Sir Joseph Tredenham (c. 1641 – 24/25 April 1707) of Tregonan, St Ewe, Cornwall was an English administrator and Tory Member of Parliament.

He was the second surviving son of attorney John Tredenham of Philleigh, Cornwall and the younger brother of William Tredenham, MP.

He was appointed High Sheriff of Cornwall for 1664–65. He then entered Parliament, representing St Mawes from 1666 to 1679, Grampound from March to July, 1679, St Mawes again from October 1679 to March 1681, Grampound again from 1685 to 1687 and finally St Mawes again from 1689 to 1695 and 1698 to his death in 1707. He was knighted by 1666.

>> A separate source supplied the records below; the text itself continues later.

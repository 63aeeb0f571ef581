//! Enrollment Request Repository
//!
//! `amount` and `course_id` are fixed at insert time; updates only ever
//! touch payment, note and status.

use super::{RepoError, RepoResult};
use shared::models::{EnrollmentCreate, EnrollmentRecord, EnrollmentStatus, PaymentMethod};
use sqlx::SqlitePool;
use std::collections::HashMap;

const ENROLLMENT_SELECT: &str = "SELECT id, course_id, instructor_id, name, phone, email, payment, amount, status, reference, note, fields, marketer_id, created_at, updated_at FROM enrollment_request";

#[derive(sqlx::FromRow)]
struct EnrollmentRow {
    id: i64,
    course_id: i64,
    instructor_id: String,
    name: String,
    phone: String,
    email: Option<String>,
    payment: String,
    amount: f64,
    status: String,
    reference: String,
    note: Option<String>,
    fields: String,
    marketer_id: Option<String>,
    created_at: i64,
    updated_at: i64,
}

impl EnrollmentRow {
    fn into_record(self) -> RepoResult<EnrollmentRecord> {
        let payment: PaymentMethod = self
            .payment
            .parse()
            .map_err(|e: String| RepoError::Database(e))?;
        let status: EnrollmentStatus = self
            .status
            .parse()
            .map_err(|e: String| RepoError::Database(e))?;
        let fields: HashMap<String, String> = serde_json::from_str(&self.fields)
            .map_err(|e| RepoError::Database(format!("Corrupt fields map: {e}")))?;
        Ok(EnrollmentRecord {
            id: self.id,
            course_id: self.course_id,
            instructor_id: self.instructor_id,
            name: self.name,
            phone: self.phone,
            email: self.email,
            payment,
            amount: self.amount,
            status,
            reference: self.reference,
            note: self.note,
            fields,
            marketer_id: self.marketer_id,
            created_at: self.created_at,
            updated_at: self.updated_at,
        })
    }
}

pub async fn find_all(pool: &SqlitePool) -> RepoResult<Vec<EnrollmentRecord>> {
    let sql = format!("{ENROLLMENT_SELECT} ORDER BY created_at DESC");
    let rows = sqlx::query_as::<_, EnrollmentRow>(&sql)
        .fetch_all(pool)
        .await?;
    rows.into_iter().map(EnrollmentRow::into_record).collect()
}

pub async fn find_by_id(pool: &SqlitePool, id: i64) -> RepoResult<Option<EnrollmentRecord>> {
    let sql = format!("{ENROLLMENT_SELECT} WHERE id = ?");
    let row = sqlx::query_as::<_, EnrollmentRow>(&sql)
        .bind(id)
        .fetch_optional(pool)
        .await?;
    row.map(EnrollmentRow::into_record).transpose()
}

pub async fn find_by_instructor(
    pool: &SqlitePool,
    instructor_id: &str,
) -> RepoResult<Vec<EnrollmentRecord>> {
    let sql = format!("{ENROLLMENT_SELECT} WHERE instructor_id = ? ORDER BY created_at DESC");
    let rows = sqlx::query_as::<_, EnrollmentRow>(&sql)
        .bind(instructor_id)
        .fetch_all(pool)
        .await?;
    rows.into_iter().map(EnrollmentRow::into_record).collect()
}

pub async fn find_by_marketer(
    pool: &SqlitePool,
    marketer_id: &str,
) -> RepoResult<Vec<EnrollmentRecord>> {
    let sql = format!("{ENROLLMENT_SELECT} WHERE marketer_id = ? ORDER BY created_at DESC");
    let rows = sqlx::query_as::<_, EnrollmentRow>(&sql)
        .bind(marketer_id)
        .fetch_all(pool)
        .await?;
    rows.into_iter().map(EnrollmentRow::into_record).collect()
}

pub async fn create(pool: &SqlitePool, data: EnrollmentCreate) -> RepoResult<EnrollmentRecord> {
    // Records enter the lifecycle at reserved or pending only
    if data.status.is_decided() {
        return Err(RepoError::Validation(format!(
            "Enrollment cannot be created as {}",
            data.status.as_str()
        )));
    }
    if !data.amount.is_finite() || data.amount < 0.0 {
        return Err(RepoError::Validation(format!(
            "Invalid enrollment amount: {}",
            data.amount
        )));
    }

    let now = shared::util::now_millis();
    let id = shared::util::snowflake_id();
    let reference = data
        .reference
        .clone()
        .unwrap_or_else(|| shared::util::enrollment_reference(data.course_id));
    let fields = serde_json::to_string(&data.fields)
        .map_err(|e| RepoError::Database(format!("Failed to encode fields map: {e}")))?;

    sqlx::query(
        "INSERT INTO enrollment_request (id, course_id, instructor_id, name, phone, email, payment, amount, status, reference, note, fields, marketer_id, created_at, updated_at) VALUES (?1, ?2, ?3, ?4, ?5, ?6, ?7, ?8, ?9, ?10, ?11, ?12, ?13, ?14, ?14)",
    )
    .bind(id)
    .bind(data.course_id)
    .bind(&data.instructor_id)
    .bind(&data.name)
    .bind(&data.phone)
    .bind(&data.email)
    .bind(data.payment.as_str())
    .bind(data.amount)
    .bind(data.status.as_str())
    .bind(&reference)
    .bind(&data.note)
    .bind(fields)
    .bind(&data.marketer_id)
    .bind(now)
    .execute(pool)
    .await?;

    find_by_id(pool, id)
        .await?
        .ok_or_else(|| RepoError::Database("Failed to create enrollment".into()))
}

/// Set the lifecycle status. Callers are responsible for checking the
/// transition table first; this only touches the row.
pub async fn set_status(
    pool: &SqlitePool,
    id: i64,
    status: EnrollmentStatus,
) -> RepoResult<EnrollmentRecord> {
    let now = shared::util::now_millis();
    let rows = sqlx::query("UPDATE enrollment_request SET status = ?1, updated_at = ?2 WHERE id = ?3")
        .bind(status.as_str())
        .bind(now)
        .bind(id)
        .execute(pool)
        .await?;
    if rows.rows_affected() == 0 {
        return Err(RepoError::NotFound(format!("Enrollment {id} not found")));
    }
    find_by_id(pool, id)
        .await?
        .ok_or_else(|| RepoError::NotFound(format!("Enrollment {id} not found")))
}

/// Complete a reserved enrollment: attach the chosen payment method (and
/// note, when given) and move the record to pending. Guarded so a record
/// that already left `reserved` is never overwritten.
pub async fn complete_payment(
    pool: &SqlitePool,
    id: i64,
    payment: PaymentMethod,
    note: Option<&str>,
) -> RepoResult<EnrollmentRecord> {
    let now = shared::util::now_millis();
    let rows = sqlx::query(
        "UPDATE enrollment_request SET payment = ?1, note = COALESCE(?2, note), status = 'pending', updated_at = ?3 WHERE id = ?4 AND status = 'reserved'",
    )
    .bind(payment.as_str())
    .bind(note)
    .bind(now)
    .bind(id)
    .execute(pool)
    .await?;

    if rows.rows_affected() == 0 {
        return match find_by_id(pool, id).await? {
            Some(record) => Err(RepoError::Validation(format!(
                "Enrollment {id} is {}, not reserved",
                record.status.as_str()
            ))),
            None => Err(RepoError::NotFound(format!("Enrollment {id} not found"))),
        };
    }
    find_by_id(pool, id)
        .await?
        .ok_or_else(|| RepoError::NotFound(format!("Enrollment {id} not found")))
}

pub async fn delete(pool: &SqlitePool, id: i64) -> RepoResult<bool> {
    let rows = sqlx::query("DELETE FROM enrollment_request WHERE id = ?")
        .bind(id)
        .execute(pool)
        .await?;
    Ok(rows.rows_affected() > 0)
}
//! Enrollment form validation
//!
//! Runs at the collecting-details transition. All offending fields are
//! reported together; a failed validation leaves the session untouched.

use super::fields::ResolvedField;
use crate::utils::validation::{is_valid_email, is_valid_phone};
use crate::utils::{AppError, ErrorCode};
use shared::models::FieldKind;
use std::collections::{BTreeMap, HashMap};

/// Validate a submitted form against the course's resolved field list.
///
/// Returns one message per offending field:
/// - required fields must be non-empty after trimming
/// - tel/email format checks apply whenever a value is present, independent
///   of the required flag
pub fn validate_form(
    fields: &[ResolvedField],
    form: &HashMap<String, String>,
) -> Result<(), BTreeMap<String, String>> {
    let mut errors = BTreeMap::new();

    for field in fields {
        let value = form.get(field.def.id).map(|v| v.trim()).unwrap_or("");

        if field.required && value.is_empty() {
            errors.insert(
                field.def.id.to_string(),
                format!("{} is required", field.def.label),
            );
            continue;
        }
        if value.is_empty() {
            continue;
        }

        match field.def.kind {
            FieldKind::Tel if !is_valid_phone(value) => {
                errors.insert(
                    field.def.id.to_string(),
                    "Enter a valid Sudanese number (09xxxxxxxx)".to_string(),
                );
            }
            FieldKind::Email if !is_valid_email(value) => {
                errors.insert(
                    field.def.id.to_string(),
                    "Enter a valid email address".to_string(),
                );
            }
            _ => {}
        }
    }

    if errors.is_empty() { Ok(()) } else { Err(errors) }
}

/// Fold a per-field error map into an [`AppError`] with one detail per field.
pub fn validation_error(errors: BTreeMap<String, String>) -> AppError {
    let mut err = AppError::with_message(
        ErrorCode::ValidationFailed,
        "Enrollment form validation failed",
    );
    for (field, message) in errors {
        err = err.with_detail(field, message);
    }
    err
}

#[cfg(test)]
mod tests {
    use super::*;
    use crate::enrollment::fields::resolve_course_fields;
    use shared::models::CourseFieldConfig;

    fn fields(configs: &[(&str, bool)]) -> Vec<ResolvedField> {
        let configured: Vec<CourseFieldConfig> = configs
            .iter()
            .map(|(id, required)| CourseFieldConfig::new(*id, *required))
            .collect();
        resolve_course_fields(&configured)
    }

    fn form(entries: &[(&str, &str)]) -> HashMap<String, String> {
        entries
            .iter()
            .map(|(k, v)| (k.to_string(), v.to_string()))
            .collect()
    }

    #[test]
    fn test_missing_required_field_blocks() {
        let fields = fields(&[("full_name", true), ("phone", true)]);
        let errors = validate_form(&fields, &form(&[("full_name", "Amna Hassan")])).unwrap_err();
        assert_eq!(errors.get("phone").unwrap(), "Phone Number is required");
    }

    #[test]
    fn test_whitespace_only_counts_as_empty() {
        let fields = fields(&[("full_name", true), ("phone", true)]);
        let errors = validate_form(
            &fields,
            &form(&[("full_name", "   "), ("phone", "0912345678")]),
        )
        .unwrap_err();
        assert!(errors.contains_key("full_name"));
        assert!(!errors.contains_key("phone"));
    }

    #[test]
    fn test_phone_format_cases() {
        let fields = fields(&[("full_name", true), ("phone", true)]);

        let ok = form(&[("full_name", "A"), ("phone", "0912345678")]);
        assert!(validate_form(&fields, &ok).is_ok());

        let nine_digits = form(&[("full_name", "A"), ("phone", "091234567")]);
        assert!(validate_form(&fields, &nine_digits).is_err());

        let hyphenated = form(&[("full_name", "A"), ("phone", "091-234-5678")]);
        assert!(validate_form(&fields, &hyphenated).is_ok());

        let short_hyphenated = form(&[("full_name", "A"), ("phone", "091-234-567")]);
        assert!(validate_form(&fields, &short_hyphenated).is_err());
    }

    #[test]
    fn test_optional_email_checked_only_when_present() {
        let fields = fields(&[("full_name", true), ("phone", true), ("email", false)]);

        let absent = form(&[("full_name", "A"), ("phone", "0912345678")]);
        assert!(validate_form(&fields, &absent).is_ok());

        let bad = form(&[
            ("full_name", "A"),
            ("phone", "0912345678"),
            ("email", "not-an-email"),
        ]);
        let errors = validate_form(&fields, &bad).unwrap_err();
        assert_eq!(errors.get("email").unwrap(), "Enter a valid email address");
    }

    #[test]
    fn test_all_offending_fields_reported_together() {
        let fields = fields(&[("full_name", true), ("phone", true), ("email", false)]);
        let errors = validate_form(&fields, &form(&[("email", "nope")])).unwrap_err();
        assert_eq!(errors.len(), 3);
    }

    #[test]
    fn test_validation_error_carries_field_details() {
        let mut map = BTreeMap::new();
        map.insert("phone".to_string(), "Phone Number is required".to_string());
        let err = validation_error(map);
        assert_eq!(err.code, ErrorCode::ValidationFailed);
        assert_eq!(
            err.details.unwrap().get("phone").unwrap(),
            "Phone Number is required"
        );
    }
}
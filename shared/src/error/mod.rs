//! Unified error system for the enrollment platform
//!
//! This module provides:
//! - [`ErrorCode`]: Standardized error codes for all error types
//! - [`ErrorCategory`]: Classification of errors by domain
//! - [`AppError`]: Rich error type with codes, messages, and details
//! - [`ApiResponse`]: Unified API response format
//!
//! # Error Code Ranges
//!
//! - 0xxx: General errors
//! - 1xxx: Authentication errors
//! - 2xxx: Permission errors
//! - 4xxx: Enrollment errors
//! - 5xxx: Payment errors
//! - 6xxx: Course errors
//! - 7xxx: Referral errors
//! - 8xxx: Profile errors
//! - 9xxx: System errors
//!
//! # Example
//!
//! ```
//! use shared::error::{AppError, ErrorCode, ApiResponse};
//!
//! // Create a simple error
//! let err = AppError::new(ErrorCode::NotFound);
//!
//! // Create an error with custom message
//! let err = AppError::with_message(ErrorCode::ValidationFailed, "Invalid email format");
//!
//! // Create an error with details
//! let err = AppError::validation("Missing required field")
//!     .with_detail("field", "phone");
//!
//! // Convert to API response
//! let response = ApiResponse::<()>::error(&err);
//! ```

mod category;
mod codes;
mod http;
mod types;

pub use category::ErrorCategory;
pub use codes::{ErrorCode, InvalidErrorCode};
pub use types::{ApiResponse, AppError, AppResult};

He served as Governor of St Mawes (a garrison fort near Falmouth, Cornwall), as Vice-Admiral of North Cornwall from 1679 to possibly 1686 and as Vice-warden of the Stannaries by 1682 to 1689. He was also a Gentleman of the Privy Chamber from 1664 to 1685 and the joint-comptroller of Army accounts from 1603 to his death.

He died in 1707. He had married in 1666 Elizabeth, daughter of Sir Edward Seymour, 3rd Baronet, of Berry Pomeroy, Devon. He had one surviving son and two daughters. He was buried in Westminster Abbey.